8.Conclusion and future directions

Data-driven science often involves an iterative knowledge discovery cycle which is, at its core, a collaborative journey. It involves multi-disciplinary teams of scientists and engineers working on collecting, analyzing, linking and classifying data, from which new knowledge is generated, shared and disseminated. We presented Blue Brain Nexus (BBN), an open source and scalable data and knowledge graph management system providing foundation to support this cycle.

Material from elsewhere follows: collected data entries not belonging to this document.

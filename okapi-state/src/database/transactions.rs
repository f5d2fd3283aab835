use std::sync::Arc;

use parking_lot::RwLock;
use tracing::trace;

use okapi_chain::block::Block;
use okapi_chain::serialization::{BitcoinDeserialize, BitcoinSerialize};
use okapi_chain::transaction::{self, Transaction};
use okapi_chain::transparent::OutPoint;

use crate::config::Config;
use crate::error::{Error, Result};
use crate::memory::FileStorage;
use crate::primitives::{HashTable, Link, SlabManager};
use crate::store;

use super::unspent_outputs::{UnspentOutput, UnspentOutputs};
use super::{read_u32, write_u32, write_u32_at};

/// A link into the transaction slab table.
pub type TxLink = u64;

/// Sentinel height of a transaction not yet in a confirmed block.
pub const UNCONFIRMED_HEIGHT: u32 = std::u32::MAX;

/// Sentinel position of a pooled transaction.
pub const POOLED_POSITION: u32 = std::u32::MAX;

/// Sentinel spender height of an unspent output.
pub const UNSPENT: u32 = std::u32::MAX;

// Value layout of a transaction slab, after the key and chain link:
// [ height:4 | position:4 | median_time_past:4 | cataloged:1
//   | output_count:4 | { spender_height:4, candidate_spent:1 } × outputs
//   | transaction bytes ]
//
// The per-output spender fields are fixed-offset so spends update in place
// without rewriting the body.
const HEIGHT_OFFSET: u64 = 0;
const POSITION_OFFSET: u64 = 4;
const MEDIAN_TIME_PAST_OFFSET: u64 = 8;
const CATALOGED_OFFSET: u64 = 12;
const OUTPUT_COUNT_OFFSET: u64 = 13;
const OUTPUT_META_OFFSET: u64 = 17;
const OUTPUT_META_SIZE: u64 = 5;

type TxTable = HashTable<SlabManager<TxLink>, transaction::Hash>;

/// Spend metadata for one output.
#[derive(Copy, Clone, Debug, Eq, PartialEq)]
pub struct OutputMetadata {
    /// The confirmed height of the spending transaction, or [`UNSPENT`].
    pub spender_height: u32,
    /// Whether a candidate block's transaction spends this output.
    pub candidate_spent: bool,
}

/// A read-only snapshot of a stored transaction record.
#[derive(Clone, Debug)]
pub struct TransactionResult {
    pub link: TxLink,
    pub hash: transaction::Hash,
    pub height: u32,
    pub position: u32,
    pub median_time_past: u32,
    pub cataloged: bool,
    pub transaction: Transaction,
    pub output_metadata: Vec<OutputMetadata>,
}

impl TransactionResult {
    /// Stored but not part of any confirmed block.
    pub fn is_pooled(&self) -> bool {
        self.height == UNCONFIRMED_HEIGHT
    }
}

/// Stores transactions keyed by hash, with in-place spend tracking.
///
/// Transaction state is derived, not stored: a transaction is pooled while
/// its height is the sentinel, and confirmed when a confirmed block at its
/// height references it through the association table.
pub struct TransactionDatabase {
    table_file: Arc<FileStorage>,
    table: TxTable,
    cache: UnspentOutputs,

    /// Provides atomicity for height, position, time, and spender fields.
    metadata_mutex: RwLock<()>,
}

impl TransactionDatabase {
    pub fn new(settings: &Config) -> Result<Self> {
        let buckets = settings.transaction_table_buckets as u64;

        let table_file = Arc::new(FileStorage::open(
            &settings.directory.join(store::TRANSACTION_TABLE),
            settings.transaction_table_size,
            settings.file_growth_rate,
        )?);
        let table = HashTable::new(
            SlabManager::new(table_file.clone(), TxTable::header_size(buckets)),
            buckets,
        );

        Ok(Self {
            table_file,
            table,
            cache: UnspentOutputs::new(settings.cache_capacity),
            metadata_mutex: RwLock::new(()),
        })
    }

    // Startup and shutdown.

    pub fn create(&self) -> Result<()> {
        self.table.create()
    }

    pub fn open(&self) -> Result<()> {
        self.table.start()
    }

    pub fn commit(&self) -> Result<()> {
        self.table.commit()
    }

    pub fn flush(&self) -> Result<()> {
        self.table_file.flush()
    }

    pub fn close(&self) -> Result<()> {
        self.table_file.close()
    }

    // Queries.

    /// Fetch a transaction record by hash.
    pub fn get(&self, hash: &transaction::Hash) -> Option<TransactionResult> {
        let link = self.table.find(hash)?.link();
        self.get_by_link(link).ok()
    }

    /// The slab link of a stored transaction.
    pub fn get_link(&self, hash: &transaction::Hash) -> Option<TxLink> {
        Some(self.table.find(hash)?.link())
    }

    /// Fetch a transaction record by slab link.
    pub fn get_by_link(&self, link: TxLink) -> Result<TransactionResult> {
        let element = self.table.get(link);
        let hash = element.key();

        let _guard = self.metadata_mutex.read();
        element.read(|value| {
            let output_count = read_u32(value, OUTPUT_COUNT_OFFSET) as usize;
            let output_metadata = (0..output_count)
                .map(|index| {
                    let offset = (OUTPUT_META_OFFSET + index as u64 * OUTPUT_META_SIZE) as usize;
                    OutputMetadata {
                        spender_height: u32::read(&value[offset..]),
                        candidate_spent: value[offset + 4] != 0,
                    }
                })
                .collect();

            let body = &value[(OUTPUT_META_OFFSET + output_count as u64 * OUTPUT_META_SIZE) as usize..];
            let transaction =
                Transaction::bitcoin_deserialize(body).map_err(|_| Error::OperationFailed)?;

            Ok(TransactionResult {
                link,
                hash,
                height: read_u32(value, HEIGHT_OFFSET),
                position: read_u32(value, POSITION_OFFSET),
                median_time_past: read_u32(value, MEDIAN_TIME_PAST_OFFSET),
                cataloged: value[CATALOGED_OFFSET as usize] != 0,
                transaction,
                output_metadata,
            })
        })
    }

    /// Look up an unspent output, consulting the cache first.
    pub fn unspent_output(&self, outpoint: &OutPoint) -> Option<UnspentOutput> {
        if let Some(unspent) = self.cache.get(outpoint) {
            return Some(unspent);
        }

        let result = self.get(&outpoint.hash)?;
        let metadata = result.output_metadata.get(outpoint.index as usize)?;
        if metadata.spender_height != UNSPENT {
            return None;
        }

        Some(UnspentOutput {
            output: result.transaction.outputs.get(outpoint.index as usize)?.clone(),
            height: result.height,
            median_time_past: result.median_time_past,
            coinbase: result.transaction.is_coinbase(),
        })
    }

    /// The unspent-output cache, for inspection.
    pub fn cache(&self) -> &UnspentOutputs {
        &self.cache
    }

    // Writers.

    /// Store a transaction as pooled, returning its link.
    ///
    /// Storing an already stored transaction returns the existing link.
    pub fn store(&self, transaction: &Transaction) -> Result<TxLink> {
        let hash = transaction.hash();

        if let Some(element) = self.table.find(&hash) {
            return Ok(element.link());
        }

        let body = transaction.bitcoin_serialize_to_vec()?;
        let output_count = transaction.outputs.len() as u32;
        let metadata_size = OUTPUT_META_OFFSET + output_count as u64 * OUTPUT_META_SIZE;

        let element = self
            .table
            .allocate(&hash, metadata_size + body.len() as u64, |value| {
                write_u32(value, HEIGHT_OFFSET, UNCONFIRMED_HEIGHT);
                write_u32(value, POSITION_OFFSET, POOLED_POSITION);
                write_u32(value, MEDIAN_TIME_PAST_OFFSET, 0);
                value[CATALOGED_OFFSET as usize] = 0;
                write_u32(value, OUTPUT_COUNT_OFFSET, output_count);

                for index in 0..output_count as u64 {
                    let offset = (OUTPUT_META_OFFSET + index * OUTPUT_META_SIZE) as usize;
                    write_u32(value, offset as u64, UNSPENT);
                    value[offset + 4] = 0;
                }

                value[metadata_size as usize..].copy_from_slice(&body);
            })?;
        self.table.link(&element);

        trace!(?hash, "stored transaction");
        Ok(element.link())
    }

    /// Store any missing transactions of a block, returning all links in
    /// block order.
    pub fn store_all(&self, transactions: &[Arc<Transaction>]) -> Result<Vec<TxLink>> {
        transactions
            .iter()
            .map(|transaction| self.store(transaction))
            .collect()
    }

    /// Confirm a transaction at `height`, marking every spent previous
    /// output with the spender height.
    pub fn confirm(
        &self,
        link: TxLink,
        height: u32,
        median_time_past: u32,
        position: u32,
    ) -> Result<()> {
        let result = self.get_by_link(link)?;

        {
            let _guard = self.metadata_mutex.write();
            let access = self.table_file.access();
            let value_offset = self.table.get(link).value_offset();
            write_u32_at(&access, value_offset + HEIGHT_OFFSET, height);
            write_u32_at(&access, value_offset + POSITION_OFFSET, position);
            write_u32_at(&access, value_offset + MEDIAN_TIME_PAST_OFFSET, median_time_past);
        }

        for input in &result.transaction.inputs {
            if let Some(outpoint) = input.outpoint() {
                self.spend(&outpoint, height)?;
            }
        }

        self.cache.add(&result.transaction, height, median_time_past);
        Ok(())
    }

    /// Confirm all of a block's transactions, in block order.
    pub fn confirm_all(
        &self,
        tx_links: &[TxLink],
        height: u32,
        median_time_past: u32,
    ) -> Result<()> {
        for (position, link) in tx_links.iter().enumerate() {
            self.confirm(*link, height, median_time_past, position as u32)?;
        }

        Ok(())
    }

    /// Reverse a block's confirmations: restore the pooled sentinels and
    /// clear the spender heights of every spent previous output.
    pub fn unconfirm(&self, block: &Block) -> Result<()> {
        for transaction in block.transactions.iter().rev() {
            let hash = transaction.hash();
            let element = self.table.find(&hash).ok_or(Error::NotFound)?;

            {
                let _guard = self.metadata_mutex.write();
                let access = self.table_file.access();
                let value_offset = element.value_offset();
                write_u32_at(&access, value_offset + HEIGHT_OFFSET, UNCONFIRMED_HEIGHT);
                write_u32_at(&access, value_offset + POSITION_OFFSET, POOLED_POSITION);
                write_u32_at(&access, value_offset + MEDIAN_TIME_PAST_OFFSET, 0);
            }

            self.cache.remove_transaction(&hash);

            for input in &transaction.inputs {
                if let Some(outpoint) = input.outpoint() {
                    self.unspend(&outpoint)?;
                }
            }
        }

        Ok(())
    }

    /// Mark the outputs spent by this transaction as candidate-spent.
    pub fn candidate(&self, link: TxLink) -> Result<()> {
        self.set_candidate_spends(link, true)
    }

    /// Clear the candidate-spent marks of the outputs spent by this
    /// transaction.
    pub fn uncandidate(&self, link: TxLink) -> Result<()> {
        self.set_candidate_spends(link, false)
    }

    /// Record that a transaction's payments are indexed.
    pub fn set_cataloged(&self, link: TxLink) -> Result<()> {
        let _guard = self.metadata_mutex.write();
        let access = self.table_file.access();
        let value_offset = self.table.get(link).value_offset();
        access.write(value_offset + CATALOGED_OFFSET, &[1]);
        Ok(())
    }

    fn set_candidate_spends(&self, link: TxLink, spent: bool) -> Result<()> {
        let result = self.get_by_link(link)?;

        for input in &result.transaction.inputs {
            let outpoint = match input.outpoint() {
                Some(outpoint) => outpoint,
                None => continue,
            };

            // A pooled transaction may spend outputs this store has never
            // seen; candidate marking is best effort for those.
            let element = match self.table.find(&outpoint.hash) {
                Some(element) => element,
                None => continue,
            };

            let _guard = self.metadata_mutex.write();
            let access = self.table_file.access();
            let offset = self.spender_offset(&element, &outpoint)?;
            access.write(offset + 4, &[spent as u8]);
        }

        Ok(())
    }

    fn spend(&self, outpoint: &OutPoint, spender_height: u32) -> Result<()> {
        let element = self
            .table
            .find(&outpoint.hash)
            .ok_or(Error::OperationFailed)?;

        let _guard = self.metadata_mutex.write();
        let access = self.table_file.access();
        let offset = self.spender_offset(&element, outpoint)?;
        write_u32_at(&access, offset, spender_height);
        drop(access);

        self.cache.remove(outpoint);
        Ok(())
    }

    fn unspend(&self, outpoint: &OutPoint) -> Result<()> {
        let element = self
            .table
            .find(&outpoint.hash)
            .ok_or(Error::OperationFailed)?;

        let _guard = self.metadata_mutex.write();
        let access = self.table_file.access();
        let offset = self.spender_offset(&element, outpoint)?;
        write_u32_at(&access, offset, UNSPENT);
        Ok(())
    }

    /// The absolute offset of `outpoint`'s spender metadata.
    fn spender_offset(
        &self,
        element: &crate::primitives::Element<'_, SlabManager<TxLink>, transaction::Hash>,
        outpoint: &OutPoint,
    ) -> Result<u64> {
        let value_offset = element.value_offset();
        let output_count = {
            let access = self.table_file.access();
            u32::read(access.read(value_offset + OUTPUT_COUNT_OFFSET, 4))
        };

        if outpoint.index >= output_count {
            return Err(Error::OperationFailed);
        }

        Ok(value_offset + OUTPUT_META_OFFSET + outpoint.index as u64 * OUTPUT_META_SIZE)
    }
}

BBN has thus far been deployed in production to address four different use cases alongside the data-driven science iterative cycle in the fields of computational modeling, neuroscience, psychiatry and linked open data. Many valuable lessons have been learned. First, these four production deployments have shown that a knowledge graph should first be considered part of existing infrastructures within which it can be easily deployed and operationalized. Secondly a knowledge graph should also be integrated in the ecosystem of tools and systems it complements and interacts with. It should support use cases’ scale, complexity, and evolution. Finally, the four use cases show that rapid onboarding of developers and users and the ease at which they can prototype and build custom front-end and backend applications on top of the knowledge graph are crucial to demonstrate added value.

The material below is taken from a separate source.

//! Memory-mapped file storage.

mod file_storage;

pub use file_storage::{Accessor, FileStorage};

BBN is actively and continuously being further developed and maintained by Blue Brain as a key technology and complementary approach to classical neuroinformatics in its data-driven approach and long term scientific goal and workflow for organzing brain tissue data and models [44]. BBN technology stack based on open, interoperable and domain agnostic standards supporting domain specific extension, combined with the three production deployments by adopters from large long term organisations where potential developers and contributors community can arise, shows BBN maturity, genericity, ability to support new use cases and evolution of existing ones as well as sustainability moving forward. Furthermore, we are actively seeking to expand the engagement of adopters in contributing to the ongoing development and to sustaining BBN.

Thanks to the lessons learned across the diverse use cases, new developments and improvements are considered as part of BBN roadmap including providing various users: i) with advanced web-based knowledge graph authoring features; ii) with web-based data views creation (from the results of simpler and user-friendly query modalities) and publishing as portal with support of DOIs assignment; iii) with web-based collaboration tools across all steps and actors of the data-driven science cycle; iv) with a plugin architecture for Nexus Delta to support developers with more modularity and domain specific extension features; v) with integration with machine learning widely used tools and pipelines.

Code, user and developer resources availability

BBN is an open source project with Apache 26969 as license. It is freely available on Github7070 and a sandbox7171 deployment is available as a playground. It comes with a set of developer oriented documentation such as APIs, installation and deployments instructions as well as user oriented documentation made of high-level and hands-on tutorials.7272,7373 BBN architecture and features described in this paper refers to the version 1.4 whose release notes are available in https://bluebrainnexus.io/docs/releases.

Author contributions

  • Conceptualization / Design: MF.S., B.R., S.K. and S.H. conceived of the presented idea.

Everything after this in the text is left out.